Researchers have developed a new conceptual framework for understanding how stars similar to our Sun evolve. Their framework helps explain how the rotation of stars, their emission of x-rays, and the intensity of their stellar winds vary with time. According to first author Eric Blackman, professor of physics and astronomy at the URochester, the work could also “ultimately help to determine the age of stars more precisely than is currently possible.”

In a paper published today in Monthly Notices of the Royal Astronomical Society, the researchers describe how they have corroborated known, observable data for the activity of Sun-like stars with fundamental astrophysics theory. By looking at the physics behind the speeding up or slowing down of a star’s rotation, its x-ray activity, and magnetic field generation, Blackman says the research is a “first attempt to build a comprehensive model for the activity evolution of these stars.”

Using our Sun as the calibration point, the model most accurately describes the likely behavior of the Sun in the past, and how it would be expected to behave in the future. But Blackman adds that there are many stars of similar mass and radius, and so the model is a good starting point for predictions for these stars.

“Our model shows that stars younger than our Sun can vary quite significantly in the intensity of their x-ray emission and mass loss,” said Blackman. “But there is a convergence in the activity of the stars after a certain age, so you could say that our Sun is very typical for stars of its mass, radius, and its age. They get more predictable as they age.”

“We’re not yet at the point where we can accurately predict a star’s precise age, because there are simplifying assumptions that go into the model,” said Blackman. “But in principle, by extending the work to relax some of these assumptions we could predict the age of  for a wide range of stars based on their x-ray luminosity.”

At the moment, empirically determining the age of stars is most easily accomplished if a star is among a cluster of stars, from whose mutual properties astronomers can estimate the age. Blackman explains that its age can then be estimated “to an accuracy not better than a factor of 25% of its actual age, which is typically billions of years.” The problem is worse for “field stars,” alone in space such that the cluster method of dating cannot be used. For these stars, astronomers have turned to “gyrochronology” and “activity” aging – empirically aging the stars based the fact that older stars of known age rotate more slowly and have lower x-ray luminosities than younger stars.

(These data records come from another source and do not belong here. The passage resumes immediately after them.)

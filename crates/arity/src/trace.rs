//! # Zero-Cost Tracing
//!
//! Tracing is chosen at compile time through a const generic, so a disabled
//! wrapper adds nothing to the call path.
//!
//! - `Traced<C, false>`: implements exactly the transformer traits `C` does.
//!   The wrapper compiles away.
//! - `Traced<C, true>`: pairs every result with a [`TraceNode`] holding the
//!   wall-clock duration of the call.
//!
//! [`AutoTraced`] picks one or the other from `debug_assertions`.
//!
//! ```
//! use compositional_arity::prelude::*;
//!
//! let add = Function2::new(|a: i32, b: i32| Ok(a + b));
//! let (sum, node) = add.traced().named("add").apply2(2, 3).unwrap();
//! assert_eq!(sum, 5);
//! assert_eq!(node.name, "add");
//! ```
//!
//! A traced transformer is still a transformer, so it lifts straight back into
//! the algebra with `FunctionN::from_transformer`.

use std::fmt;
use std::time::{Duration, Instant};

use serde::{Deserialize, Serialize};

use crate::capability::Arity;
use crate::error::Fault;
use crate::transformer::{
    Transformer0, Transformer1, Transformer2, Transformer3, Transformer4, Transformer5,
    Transformer6, Transformer7, Transformer8,
};

/// Timing recorded for one traced call.
#[derive(Debug, Clone, PartialEq, Eq, Serialize, Deserialize)]
pub struct TraceNode {
    /// The name of the traced callable
    pub name: String,
    /// How long the call took
    pub duration: Duration,
}

impl TraceNode {
    pub fn new(name: impl Into<String>, duration: Duration) -> Self {
        Self {
            name: name.into(),
            duration,
        }
    }
}

impl fmt::Display for TraceNode {
    fn fmt(&self, f: &mut fmt::Formatter<'_>) -> fmt::Result {
        write!(f, "[{:?}] {}", self.duration, self.name)
    }
}

/// A callable wrapped with compile-time selectable tracing.
///
/// The name defaults to the wrapped type's name; override it with
/// [`Traced::named`].
#[derive(Clone)]
pub struct Traced<C, const ENABLED: bool> {
    inner: C,
    name: String,
}

impl<C, const ENABLED: bool> Traced<C, ENABLED> {
    pub fn new(inner: C) -> Self {
        Self {
            inner,
            name: std::any::type_name::<C>().to_string(),
        }
    }

    /// Replace the name recorded in every [`TraceNode`].
    pub fn named(mut self, name: impl Into<String>) -> Self {
        self.name = name.into();
        self
    }

    pub fn name(&self) -> &str {
        &self.name
    }

    /// Get a reference to the inner callable.
    pub fn inner(&self) -> &C {
        &self.inner
    }

    /// Unwrap and return the inner callable.
    pub fn into_inner(self) -> C {
        self.inner
    }
}

impl<C, const ENABLED: bool> fmt::Debug for Traced<C, ENABLED> {
    fn fmt(&self, f: &mut fmt::Formatter<'_>) -> fmt::Result {
        f.debug_struct("Traced")
            .field("name", &self.name)
            .field("enabled", &ENABLED)
            .finish_non_exhaustive()
    }
}

impl<C: Arity, const ENABLED: bool> Arity for Traced<C, ENABLED> {
    const ARITY: usize = C::ARITY;
}

// ============================================================================
// Disabled: pass-through / Enabled: timed
// ============================================================================

macro_rules! traced_transformer {
    ($Transformer:ident::$apply:ident($($t:ident: $T:ident),*)) => {
        impl<C, $($T,)* R> $Transformer<$($T,)* R> for Traced<C, false>
        where
            C: $Transformer<$($T,)* R>,
        {
            fn $apply(&self, $($t: $T),*) -> Result<R, Fault> {
                self.inner.$apply($($t),*)
            }
        }

        impl<C, $($T,)* R> $Transformer<$($T,)* (R, TraceNode)> for Traced<C, true>
        where
            C: $Transformer<$($T,)* R>,
        {
            fn $apply(&self, $($t: $T),*) -> Result<(R, TraceNode), Fault> {
                let start = Instant::now();
                let value = self.inner.$apply($($t),*)?;
                Ok((value, TraceNode::new(self.name.as_str(), start.elapsed())))
            }
        }
    };
}

traced_transformer!(Transformer0::apply0());
traced_transformer!(Transformer1::apply1(t1: T1));
traced_transformer!(Transformer2::apply2(t1: T1, t2: T2));
traced_transformer!(Transformer3::apply3(t1: T1, t2: T2, t3: T3));
traced_transformer!(Transformer4::apply4(t1: T1, t2: T2, t3: T3, t4: T4));
traced_transformer!(Transformer5::apply5(t1: T1, t2: T2, t3: T3, t4: T4, t5: T5));
traced_transformer!(Transformer6::apply6(t1: T1, t2: T2, t3: T3, t4: T4, t5: T5, t6: T6));
traced_transformer!(Transformer7::apply7(
    t1: T1, t2: T2, t3: T3, t4: T4, t5: T5, t6: T6, t7: T7
));
traced_transformer!(Transformer8::apply8(
    t1: T1, t2: T2, t3: T3, t4: T4, t5: T5, t6: T6, t7: T7, t8: T8
));

// ============================================================================
// Compile-Time Selection
// ============================================================================

/// Traced in debug builds, pass-through in release builds.
#[cfg(debug_assertions)]
pub type AutoTraced<C> = Traced<C, true>;

/// Traced in debug builds, pass-through in release builds.
#[cfg(not(debug_assertions))]
pub type AutoTraced<C> = Traced<C, false>;

/// Extension trait wrapping any function or runnable for tracing.
pub trait TraceExt: Arity + Sized {
    /// Wrap with tracing enabled.
    fn traced(self) -> Traced<Self, true> {
        Traced::new(self)
    }

    /// Wrap with tracing disabled.
    fn untraced(self) -> Traced<Self, false> {
        Traced::new(self)
    }

    /// Wrap with auto-selected tracing (debug = on, release = off).
    fn auto_traced(self) -> AutoTraced<Self> {
        Traced::new(self)
    }
}

impl<C: Arity + Sized> TraceExt for C {}

// ============================================================================
// Tests
// ============================================================================
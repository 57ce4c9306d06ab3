//! # Faults
//!
//! Faults are first-class values: every computation body returns
//! `Result<_, Fault>` and combinators thread them through with `?`.
//!
//! There are exactly two kinds:
//!
//! - **Configuration**: a combinator was wired up wrong. The only way to
//!   trigger this at run time is a fault handler that yields no fallback.
//! - **Computation**: the wrapped body (or a `before`/`after` transform, or a
//!   fallback) failed while running.
//!
//! [`crate::capability::Recover::handle`] is the only place a fault is ever
//! intercepted, and it intercepts at most one per guarded call.

use serde::{Deserialize, Serialize};
use thiserror::Error;

/// A fault raised while building or running a callable.
#[derive(Debug, Error, Clone, PartialEq, Eq, Serialize, Deserialize)]
pub enum Fault {
    /// A combinator was configured with a missing operand.
    #[error("Configuration error: {reason}")]
    Configuration { reason: String },

    /// The wrapped computation failed.
    #[error("Computation fault: {message}")]
    Computation { message: String },
}

impl Fault {
    /// Create a configuration fault.
    pub fn configuration(reason: impl Into<String>) -> Self {
        Fault::Configuration {
            reason: reason.into(),
        }
    }

    /// Create a computation fault.
    pub fn computation(message: impl Into<String>) -> Self {
        Fault::Computation {
            message: message.into(),
        }
    }

    /// Capture any error raised by user code as a computation fault.
    pub fn from_error<E: std::error::Error>(err: E) -> Self {
        Fault::computation(err.to_string())
    }

    /// The fault raised when a handler hands back no fallback.
    pub fn missing_fallback() -> Self {
        Fault::configuration("the fault handler produced no fallback")
    }

    /// True for faults caused by how the pipeline was assembled.
    pub fn is_configuration(&self) -> bool {
        matches!(self, Fault::Configuration { .. })
    }

    /// True for faults raised while a body ran.
    pub fn is_computation(&self) -> bool {
        matches!(self, Fault::Computation { .. })
    }
}
impl<T1, T2, T3, T4, T5, R> Function5<T1, T2, T3, T4, T5, R>
where
    T1: 'static,
    T2: 'static,
    T3: 'static,
    T4: 'static,
    T5: 'static,
    R: 'static,
{
    /// Curry into a chain of one-input functions.
    pub fn curry(self) -> Curried5<T1, T2, T3, T4, T5, R>
    where
        T1: Clone,
        T2: Clone,
        T3: Clone,
        T4: Clone,
    {
        self.curry1()
            .and_then(|rest: Function4<T2, T3, T4, T5, R>| Ok(rest.curry()))
    }

    curry_split!(
        /// Take the first input now and the remaining four later.
        curry1: Function1[t1: T1] => Function4[T2, T3, T4, T5] [R]
    );

    curry_split!(
        /// Take the first two inputs now and the remaining three later.
        curry2: Function2[t1: T1, t2: T2] => Function3[T3, T4, T5] [R]
    );

    curry_split!(
        /// Take the first three inputs now and the remaining two later.
        curry3: Function3[t1: T1, t2: T2, t3: T3] => Function2[T4, T5] [R]
    );

    curry_split!(
        /// Take the first four inputs now and the last one later.
        curry4: Function4[t1: T1, t2: T2, t3: T3, t4: T4] => Function1[T5] [R]
    );
}

// ============================================================================
// Function6
// ============================================================================

callable! {
    /// A function of six inputs.
    Function6[T1, T2, T3, T4, T5, T6; R](t1, t2, t3, t4, t5, t6) -> R;
    apply6, Transformer6::apply6, arity 6
}

input_level! {
    Input1 for Function6[T1, T2, T3, T4, T5, T6; R] {
        Slot1 = [] t1: T1 [t2: T2, t3: T3, t4: T4, t5: T5, t6: T6];
        compose1 => Compose1;
        partial1 => Partial1 in Function5;
    }
}

input_level! {
    Input2 for Function6[T1, T2, T3, T4, T5, T6; R] {
        Slot2 = [t1: T1] t2: T2 [t3: T3, t4: T4, t5: T5, t6: T6];
        compose2 => Compose2;
        partial2 => Partial2 in Function5;
        swap1 => Swap1 = [] t1: T1, t2: T2 [t3: T3, t4: T4, t5: T5, t6: T6];
    }
}

input_level! {
    Input3 for Function6[T1, T2, T3, T4, T5, T6; R] {
        Slot3 = [t1: T1, t2: T2] t3: T3 [t4: T4, t5: T5, t6: T6];
        compose3 => Compose3;
        partial3 => Partial3 in Function5;
        swap2 => Swap2 = [t1: T1] t2: T2, t3: T3 [t4: T4, t5: T5, t6: T6];
    }
}

input_level! {
    Input4 for Function6[T1, T2, T3, T4, T5, T6; R] {
        Slot4 = [t1: T1, t2: T2, t3: T3] t4: T4 [t5: T5, t6: T6];
        compose4 => Compose4;
        partial4 => Partial4 in Function5;
        swap3 => Swap3 = [t1: T1, t2: T2] t3: T3, t4: T4 [t5: T5, t6: T6];
    }
}

input_level! {
    Input5 for Function6[T1, T2, T3, T4, T5, T6; R] {
        Slot5 = [t1: T1, t2: T2, t3: T3, t4: T4] t5: T5 [t6: T6];
        compose5 => Compose5;
        partial5 => Partial5 in Function5;
        swap4 => Swap4 = [t1: T1, t2: T2, t3: T3] t4: T4, t5: T5 [t6: T6];
    }
}

input_level! {
    Input6 for Function6[T1, T2, T3, T4, T5, T6; R] {
        Slot6 = [t1: T1, t2: T2, t3: T3, t4: T4, t5: T5] t6: T6 [];
        compose6 => Compose6;
        partial6 => Partial6 in Function5;
        swap5 => Swap5 = [t1: T1, t2: T2, t3: T3, t4: T4] t5: T5, t6: T6 [];
    }
}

“Over the past few decades astronomers have been able to empirically measure these trends in rotation and magnetic activity for stars like the Sun, but Eric and his collaborators are trying to devise a comprehensive theoretical interpretation,” said Eric Mamajek, professor of physics and astronomy at the URochester and one of the astronomers leading the development of empirical methods for determining a star’s age. “Ultimately this should lead to improved constraints on the evolution of rotation and activity in Sun-like stars, and better constraints on how the magnetic properties of our Sun have changed over the course of its main sequence life.”

And this is where the model developed by Blackman and his coauthor James E. Owen is important: it provides a physics explanation for how stellar rotation, activity, magnetic field, and mass loss all mutually evolve with age.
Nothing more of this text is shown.